Stored data
____________________

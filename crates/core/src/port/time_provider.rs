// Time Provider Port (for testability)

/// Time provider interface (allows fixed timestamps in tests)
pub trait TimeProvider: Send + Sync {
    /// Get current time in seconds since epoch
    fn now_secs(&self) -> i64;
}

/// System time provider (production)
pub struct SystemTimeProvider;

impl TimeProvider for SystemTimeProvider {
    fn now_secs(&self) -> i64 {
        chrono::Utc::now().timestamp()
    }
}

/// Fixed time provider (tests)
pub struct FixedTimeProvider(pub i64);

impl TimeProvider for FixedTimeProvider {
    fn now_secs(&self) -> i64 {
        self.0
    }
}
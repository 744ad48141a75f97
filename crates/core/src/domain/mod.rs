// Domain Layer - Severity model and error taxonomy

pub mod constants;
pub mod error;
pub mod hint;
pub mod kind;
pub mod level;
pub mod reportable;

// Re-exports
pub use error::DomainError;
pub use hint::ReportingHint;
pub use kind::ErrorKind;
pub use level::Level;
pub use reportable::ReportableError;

____________________

What is expected: An exact repeat of all the records is required.

Your response:
filename crates/core/src/port/time_provider.rs
// Time Provider Port (for testability)

/// Time provider interface (allows fixed timestamps in tests)
pub trait TimeProvider: Send + Sync {
    /// Get current time in seconds since epoch
    fn now_secs(&self) -> i64;
}

/// System time provider (production)
pub struct SystemTimeProvider;

impl TimeProvider for SystemTimeProvider {
    fn now_secs(&self) -> i64 {
        chrono::Utc::now().timestamp()
    }
}

/// Fixed time provider (tests)
pub struct FixedTimeProvider(pub i64);

impl TimeProvider for FixedTimeProvider {
    fn now_secs(&self) -> i64 {
        self.0
    }
}
repository 744ad48141a75f97
filename crates/core/src/domain/mod.rs
// Domain Layer - Severity model and error taxonomy

pub mod constants;
pub mod error;
pub mod hint;
pub mod kind;
pub mod level;
pub mod reportable;

// Re-exports
pub use error::DomainError;
pub use hint::ReportingHint;
pub use kind::ErrorKind;
pub use level::Level;
pub use reportable::ReportableError;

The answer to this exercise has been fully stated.